O jovem Samuel Shawadawa entrevista o pajé Carlito Jaminawa, numa iniciativa para registrar as histórias dos mais velhos. Foto: Paola Mallmann/Cimi AO

O jovem Samuel Shawadawa entrevista o pajé Carlito Jaminawa, numa iniciativa para registrar as histórias dos mais velhos. Foto: Paola Mallmann/Cimi AO

Por Paola Mallmann de Oliveira, Cimi Regional Amazônia Ocidental

“Quando morre um pajé, se vai uma biblioteca inteira”

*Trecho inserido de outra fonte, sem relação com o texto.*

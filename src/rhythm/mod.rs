//! Rhythmic static.
//!
//! Three Euclidean lanes step over the static voice at different grids. Each
//! surviving hit opens a short gate through a band-pass bank tuned to the
//! current harmony.
//!
//! ```text
//! lanes (16ths, triplet 8ths, quarters) ──hit──> density check ──> gate
//!        │                                                          │
//!        └── re-derived every few bars from drifting state          v
//!                                        static tap -> 4 x BandPass -> gate -> tremolo -> auto-pan -> bus
//! ```

pub mod drift;
pub mod engine;
pub mod euclid;
pub mod scene;

pub use drift::{RandomWalk, SmoothDrift};
pub use engine::{RhythmStats, StaticEngine};
pub use euclid::{euclid, pattern_string, rotate, PatternState};
pub use scene::{Scene, SCENES};

use serde::{Deserialize, Serialize};

/// One step sequencer's grid.
#[derive(Debug, Clone, Copy, PartialEq, Eq, Hash, Serialize, Deserialize)]
#[serde(rename_all = "snake_case")]
pub enum Lane {
    Sixteenth,
    TripletEighth,
    Quarter,
}

impl Lane {
    pub const ALL: [Lane; 3] = [Lane::Sixteenth, Lane::TripletEighth, Lane::Quarter];

    /// Step length in beats.
    pub fn subdivision(self) -> f64 {
        match self {
            Lane::Sixteenth => 0.25,
            Lane::TripletEighth => 1.0 / 3.0,
            Lane::Quarter => 1.0,
        }
    }

    /// Pattern length before jitter.
    pub fn base_steps(self) -> usize {
        match self {
            Lane::Sixteenth => 16,
            Lane::TripletEighth => 12,
            Lane::Quarter => 8,
        }
    }

    pub fn index(self) -> usize {
        self as usize
    }
}

/// Every probability and period the rhythm engine uses. The values are
/// tuned by ear.
#[derive(Debug, Clone, PartialEq, Serialize, Deserialize)]
#[serde(default)]
pub struct RhythmTuning {
    /// Bars between pattern re-derivations.
    pub reroll_bars: u32,
    /// Bars between scene changes.
    pub scene_bars: u32,
    /// Bars between open-window checks.
    pub window_check_bars: u32,
    pub window_probability: f64,
    /// Window length range in bars.
    pub window_bars: [u32; 2],
    /// Window sub-clock in beats.
    pub window_subdivision_beats: f64,
    pub window_fire_probability: f64,
    pub density_min: f32,
    pub density_max: f32,
    pub density_step: f32,
    pub density_start: f32,
    pub tempo_factor_min: f64,
    pub tempo_factor_max: f64,
    pub reference_bpm: f64,
    pub sprinkle_probability: f64,
    pub scream_toggle_probability: f64,
    pub scene_fade_secs: f64,
    /// Steps added or removed around each lane's base length.
    pub step_jitter: usize,
}

impl Default for RhythmTuning {
    fn default() -> Self {
        Self {
            reroll_bars: 4,
            scene_bars: 8,
            window_check_bars: 8,
            window_probability: 0.22,
            window_bars: [2, 4],
            window_subdivision_beats: 0.125,
            window_fire_probability: 0.45,
            density_min: 0.1,
            density_max: 0.95,
            density_step: 0.04,
            density_start: 0.55,
            tempo_factor_min: 0.75,
            tempo_factor_max: 1.25,
            reference_bpm: 72.0,
            sprinkle_probability: 0.05,
            scream_toggle_probability: 0.35,
            scene_fade_secs: 1.5,
            step_jitter: 1,
        }
    }
}

impl RhythmTuning {
    /// Above 1 when slower than the reference tempo, below 1 when faster.
    pub fn tempo_factor(&self, bpm: f64) -> f64 {
        if bpm <= 0.0 {
            return self.tempo_factor_max;
        }
        (self.reference_bpm / bpm).clamp(self.tempo_factor_min, self.tempo_factor_max)
    }
}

Na madrugada do dia 4 de maio, faleceu Carlito Jaminawa, um dos últimos pajés vivos do povo Jaminawa. Carlito, que faleceu com 91 anos devido a uma pneumonia, até a morte seguiu firme fazendo suas rezas e curas da cultura Jaminawa. Os familiares próximos se deslocaram da aldeia para ir ao velório, e o pajé foi sepultado no cemitério da cidade.

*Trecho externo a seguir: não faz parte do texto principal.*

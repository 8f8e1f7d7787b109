//! Scenes: fixed bundles of gate, band and motion settings that the rhythm
//! engine steps through, one per phrase.

/// Immutable scene record.
#[derive(Debug, Clone, Copy, PartialEq)]
pub struct Scene {
    pub name: &'static str,
    /// Gate attack range in seconds.
    pub attack: (f32, f32),
    /// Gate decay range in seconds, before tempo scaling.
    pub decay: (f32, f32),
    /// Band-pass resonance.
    pub q: f32,
    pub pan_depth: f32,
    pub tremolo_depth: f32,
    /// Per-step velocities, cycled by step position.
    pub accents: &'static [f32],
    /// Choir scream intensity when this scene turns scream mode on.
    pub scream_intensity: f32,
}

impl Scene {
    pub fn accent(&self, position: usize) -> f32 {
        if self.accents.is_empty() {
            return 1.0;
        }
        self.accents[position % self.accents.len()]
    }
}

pub const SCENES: &[Scene] = &[
    Scene {
        name: "dust",
        attack: (0.004, 0.006),
        decay: (0.08, 0.11),
        q: 2.5,
        pan_depth: 0.3,
        tremolo_depth: 0.15,
        accents: &[0.9, 0.5, 0.65, 0.45],
        scream_intensity: 0.2,
    },
    Scene {
        name: "wire",
        attack: (0.003, 0.004),
        decay: (0.06, 0.08),
        q: 6.0,
        pan_depth: 0.55,
        tremolo_depth: 0.3,
        accents: &[1.0, 0.4, 0.7, 0.4, 0.85, 0.4],
        scream_intensity: 0.45,
    },
    Scene {
        name: "hail",
        attack: (0.003, 0.005),
        decay: (0.07, 0.1),
        q: 4.0,
        pan_depth: 0.8,
        tremolo_depth: 0.5,
        accents: &[1.0, 0.75, 0.55, 0.9, 0.6, 0.8, 0.5, 0.7],
        scream_intensity: 0.7,
    },
    Scene {
        name: "breath",
        attack: (0.005, 0.006),
        decay: (0.09, 0.11),
        q: 1.6,
        pan_depth: 0.2,
        tremolo_depth: 0.1,
        accents: &[0.7, 0.5, 0.6],
        scream_intensity: 0.1,
    },
];

#[cfg(test)]
mod tests {
    use super::*;

    #[test]
    fn scenes_respect_gate_limits() {
        assert!(SCENES.len() >= 3);
        for scene in SCENES {
            assert!(scene.attack.0 >= 0.003 && scene.attack.1 <= 0.006, "{}", scene.name);
            assert!(scene.decay.0 >= 0.06 && scene.decay.1 <= 0.11, "{}", scene.name);
            assert!(scene.accents.iter().all(|v| (0.0..=1.0).contains(v)));
        }
    }

    #[test]
    fn accents_cycle() {
        let scene = SCENES[0];
        assert_eq!(scene.accent(0), scene.accent(scene.accents.len()));
    }
}
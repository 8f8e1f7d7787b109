/// Circular delay buffer. The buffer is sized once at construction; reads
/// interpolate linearly so the delay time can be automated without zipper
/// noise.
#[derive(Debug, Clone)]
pub struct DelayLine {
    buffer: Vec<f32>,
    write_pos: usize,
}

impl DelayLine {
    pub fn new(max_samples: usize) -> Self {
        Self {
            buffer: vec![0.0; max_samples.max(2)],
            write_pos: 0,
        }
    }

    pub fn with_max_seconds(max_seconds: f32, sample_rate: f32) -> Self {
        Self::new((max_seconds * sample_rate).ceil() as usize + 2)
    }

    pub fn capacity(&self) -> usize {
        self.buffer.len()
    }

    /// Read the sample written `delay_samples` ago (fractional).
    #[inline]
    pub fn read(&self, delay_samples: f32) -> f32 {
        let len = self.buffer.len();
        let delay = delay_samples.clamp(1.0, (len - 1) as f32);
        let whole = delay.floor() as usize;
        let frac = delay - whole as f32;

        let a = self.buffer[(self.write_pos + len - whole) % len];
        let b = self.buffer[(self.write_pos + len - whole - 1) % len];
        a + (b - a) * frac
    }

    #[inline]
    pub fn write(&mut self, sample: f32) {
        self.buffer[self.write_pos] = sample;
        self.write_pos = (self.write_pos + 1) % self.buffer.len();
    }

    pub fn reset(&mut self) {
        self.buffer.fill(0.0);
        self.write_pos = 0;
    }
}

Carlito Jaminawa era conhecedor dos processos iniciativos de formação de pajés, das dietas rigorosas, dos rituais, relação com animais e plantas, cantos e feitiços. Nasceu na cabeceira do rio Acre e migrou junto com o agrupamento Jaminawa para a região de Sena Madureira (AC) e, então, para as novas aldeias, indo morar com os parentes em um uma das terras reivindicadas pelos Jaminawa, que é a terra indígena Kayapuka, localizada no município de Boca do Acre (AM).

Os parentes de Carlito Jaminawa estavam bastante tristes com a perda. Nossa equipe encontrou com eles no porto do rio Yaco, de onde, navegando oito horas pelo rio Purus, se consegue chegar até a aldeia. Durante a viagem, Marina Jaminawa, filha do pajé e respeitada pelo grupo como uma mulher de conhecimento, chorou muitas vezes a morte do pai. A dor da perda se intensificou quando chegamos, com um choro ritual que é um dos aspectos do luto Jaminawa. A casa de seu Carlito, ao lado da sua, ficou fechada durante os dias em que estivemos os lá.

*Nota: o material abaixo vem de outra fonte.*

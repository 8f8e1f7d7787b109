//! Instrument voices.
//!
//! Each layer builds a private subgraph on the toolkit and feeds the master
//! bus input. Effect settings are randomized once, at construction, inside
//! fixed bounds: delay feedback never above `MAX_FEEDBACK`, wet mixes never
//! above `MAX_WET`, attacks never shorter than `MIN_PERCUSSIVE_ATTACK`
//! (or `MIN_SUSTAINED_ATTACK` for the choir).
//!
//! A voice owns every node it creates through a `NodeBag`; disposing the
//! voice drains the bag, so each node is released exactly once.

pub mod bell;
pub mod choir;
pub mod drone;
pub mod formants;
pub mod noise;

use tracing::debug;

pub use bell::BellVoice;
pub use choir::{ChoirVoice, Register, ScreamBurst, Vowel};
pub use drone::DroneVoice;
pub use noise::{BurstRecord, StaticVoice};

use crate::config::{LayerKind, Routing};
use crate::cue::Cue;
use crate::random::Rng;
use crate::toolkit::{db_to_gain, AudioToolkit, NodeId, NodeSpec, Param, ToolkitError};
use crate::transport::Transport;

pub const MAX_FEEDBACK: f32 = 0.85;
pub const MAX_WET: f32 = 0.75;
pub const MIN_PERCUSSIVE_ATTACK: f32 = 0.012;
pub const MIN_SUSTAINED_ATTACK: f32 = 0.05;

/// Fade used for volume changes, long enough not to click.
pub const VOLUME_FADE_SECS: f64 = 0.08;

/// Everything a voice or subsystem needs to act: the toolkit, the shared
/// generator and the transport it schedules follow-up cues on.
pub struct Rig<'a> {
    pub toolkit: &'a mut dyn AudioToolkit,
    pub rng: &'a mut Rng,
    pub transport: &'a mut Transport<Cue>,
}

impl Rig<'_> {
    pub fn now(&self) -> f64 {
        self.toolkit.current_time()
    }
}

/// The nodes one voice or subsystem owns.
#[derive(Debug, Default)]
pub struct NodeBag {
    nodes: Vec<NodeId>,
}

impl NodeBag {
    pub fn new() -> Self {
        Self::default()
    }

    /// Run `build` against a fresh bag. If it fails, every node it created
    /// so far is disposed before the error is returned.
    pub fn assemble<T>(
        toolkit: &mut dyn AudioToolkit,
        build: impl FnOnce(&mut NodeBag, &mut dyn AudioToolkit) -> Result<T, ToolkitError>,
    ) -> Result<(NodeBag, T), ToolkitError> {
        let mut bag = NodeBag::new();
        match build(&mut bag, &mut *toolkit) {
            Ok(value) => Ok((bag, value)),
            Err(err) => {
                bag.release(toolkit);
                Err(err)
            }
        }
    }

    pub fn create(
        &mut self,
        toolkit: &mut dyn AudioToolkit,
        spec: NodeSpec,
    ) -> Result<NodeId, ToolkitError> {
        let id = toolkit.create(spec)?;
        self.nodes.push(id);
        Ok(id)
    }

    /// Create `specs` and connect them in series. Returns the ids in order.
    pub fn chain(
        &mut self,
        toolkit: &mut dyn AudioToolkit,
        specs: &[NodeSpec],
    ) -> Result<Vec<NodeId>, ToolkitError> {
        let mut ids = Vec::with_capacity(specs.len());
        for spec in specs {
            let id = self.create(toolkit, *spec)?;
            if let Some(prev) = ids.last() {
                toolkit.connect(*prev, id)?;
            }
            ids.push(id);
        }
        Ok(ids)
    }

    /// Dispose every owned node. Calling it again does nothing.
    pub fn release(&mut self, toolkit: &mut dyn AudioToolkit) {
        for id in self.nodes.drain(..) {
            if let Err(err) = toolkit.dispose(id) {
                debug!(node = %id, error = %err, "node already gone");
            }
        }
    }

    pub fn len(&self) -> usize {
        self.nodes.len()
    }

    pub fn is_empty(&self) -> bool {
        self.nodes.is_empty()
    }
}

/// Randomized wet mix, capped at `MAX_WET`.
pub(crate) fn wet(rng: &mut Rng, min: f32, max: f32) -> f32 {
    rng.range(min, max).min(MAX_WET)
}

/// Randomized delay feedback, capped at `MAX_FEEDBACK`.
pub(crate) fn feedback(rng: &mut Rng, min: f32, max: f32) -> f32 {
    rng.range(min, max).min(MAX_FEEDBACK)
}

pub(crate) fn fade_volume(
    toolkit: &mut dyn AudioToolkit,
    node: NodeId,
    volume_db: f32,
    at: f64,
) -> Result<(), ToolkitError> {
    toolkit.ramp_param(node, Param::Gain, db_to_gain(volume_db), at, VOLUME_FADE_SECS)
}

/// The capability set every layer voice provides.
pub trait Instrument {
    fn layer(&self) -> LayerKind;

    /// Play `notes` (Hz) for `duration` seconds starting at `at`. Voices
    /// without pitch ignore the notes.
    fn trigger_notes(
        &mut self,
        toolkit: &mut dyn AudioToolkit,
        notes: &[f32],
        duration: f64,
        at: f64,
    ) -> Result<(), ToolkitError>;

    fn set_volume(
        &mut self,
        toolkit: &mut dyn AudioToolkit,
        volume_db: f32,
        at: f64,
    ) -> Result<(), ToolkitError>;

    /// Release any sounding notes at `at` without disposing anything.
    fn silence(&mut self, toolkit: &mut dyn AudioToolkit, at: f64);

    /// Dispose every owned node. Safe to call more than once.
    fn dispose(&mut self, toolkit: &mut dyn AudioToolkit);

    /// Nodes currently owned.
    fn node_count(&self) -> usize;
}

/// One layer's voice, chosen by layer at construction.
pub enum SynthHandle {
    Drone(DroneVoice),
    Bell(BellVoice),
    Choir(ChoirVoice),
    Static(StaticVoice),
}

impl SynthHandle {
    pub fn build(
        layer: LayerKind,
        toolkit: &mut dyn AudioToolkit,
        rng: &mut Rng,
        destination: NodeId,
        volume_db: f32,
        routing: Routing,
    ) -> Result<Self, ToolkitError> {
        let handle = match layer {
            LayerKind::Drone => {
                SynthHandle::Drone(DroneVoice::build(toolkit, rng, destination, volume_db)?)
            }
            LayerKind::Bell => {
                SynthHandle::Bell(BellVoice::build(toolkit, rng, destination, volume_db)?)
            }
            LayerKind::Choir => {
                SynthHandle::Choir(ChoirVoice::build(toolkit, rng, destination, volume_db)?)
            }
            LayerKind::Static => SynthHandle::Static(StaticVoice::build(
                toolkit,
                rng,
                destination,
                volume_db,
                routing,
            )?),
        };
        Ok(handle)
    }

    fn instrument(&self) -> &dyn Instrument {
        match self {
            SynthHandle::Drone(v) => v,
            SynthHandle::Bell(v) => v,
            SynthHandle::Choir(v) => v,
            SynthHandle::Static(v) => v,
        }
    }

    fn instrument_mut(&mut self) -> &mut dyn Instrument {
        match self {
            SynthHandle::Drone(v) => v,
            SynthHandle::Bell(v) => v,
            SynthHandle::Choir(v) => v,
            SynthHandle::Static(v) => v,
        }
    }

    pub fn as_choir_mut(&mut self) -> Option<&mut ChoirVoice> {
        match self {
            SynthHandle::Choir(v) => Some(v),
            _ => None,
        }
    }

    pub fn as_static_mut(&mut self) -> Option<&mut StaticVoice> {
        match self {
            SynthHandle::Static(v) => Some(v),
            _ => None,
        }
    }

    pub fn as_static(&self) -> Option<&StaticVoice> {
        match self {
            SynthHandle::Static(v) => Some(v),
            _ => None,
        }
    }
}

impl Instrument for SynthHandle {
    fn layer(&self) -> LayerKind {
        self.instrument().layer()
    }

    fn trigger_notes(
        &mut self,
        toolkit: &mut dyn AudioToolkit,
        notes: &[f32],
        duration: f64,
        at: f64,
    ) -> Result<(), ToolkitError> {
        self.instrument_mut()
            .trigger_notes(toolkit, notes, duration, at)
    }

    fn set_volume(
        &mut self,
        toolkit: &mut dyn AudioToolkit,
        volume_db: f32,
        at: f64,
    ) -> Result<(), ToolkitError> {
        self.instrument_mut().set_volume(toolkit, volume_db, at)
    }

    fn silence(&mut self, toolkit: &mut dyn AudioToolkit, at: f64) {
        self.instrument_mut().silence(toolkit, at)
    }

    fn dispose(&mut self, toolkit: &mut dyn AudioToolkit) {
        self.instrument_mut().dispose(toolkit)
    }

    fn node_count(&self) -> usize {
        self.instrument().node_count()
    }
}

Nossa ida à aldeia teve como um dos objetivos a realização de uma oficina de pinturas corporais Jaminawa, que na língua levam o nome de kedê, como uma iniciativa de valorização da cultura deste povo.

A oficina aconteceu, mas agregou os silêncios do luto por parte dos adultos. Marina sentou-se com o urucum nas mãos, pintando-se e pintando as meninas. Zé Correia, liderança Jaminawa e chefe de posto da Funai em Sena Madureira, também comentou a proibição de fazerem de modo alegre os rituais, com dança, por exemplo, que é para o espirito do pajé não pensar que estão alegres com a sua partida.

Marina Jaminawa, filha do pajé Carlito, na aldeia Kayapuka. Foto: Paola Mallmann/Cimi AO

Marina Jaminawa, filha do pajé Carlito, na aldeia Kayapuka. Foto: Paola Mallmann/Cimi AO

Marina Jaminawa transmitiu de modo sensível a memória do que aprendeu com o seu pai, bem como os saberes femininos, das mulheres que faziam partos sozinhas, sobre as ervas que curam.

Outro conhecido pajé, Ricardo Jaminawa, casado com uma das filhas de Carlito, também está doente e internado na Casa do Índio em Rio Branco, para fazer uma cirurgia. Quando o visitamos, ele relatou os sonhos que teve sobre a recuperação de sua saúde e a volta para a aldeia Canaã, onde mora. Também sonhou com seus afazeres, a plantação e a prática de dançar o Mariri.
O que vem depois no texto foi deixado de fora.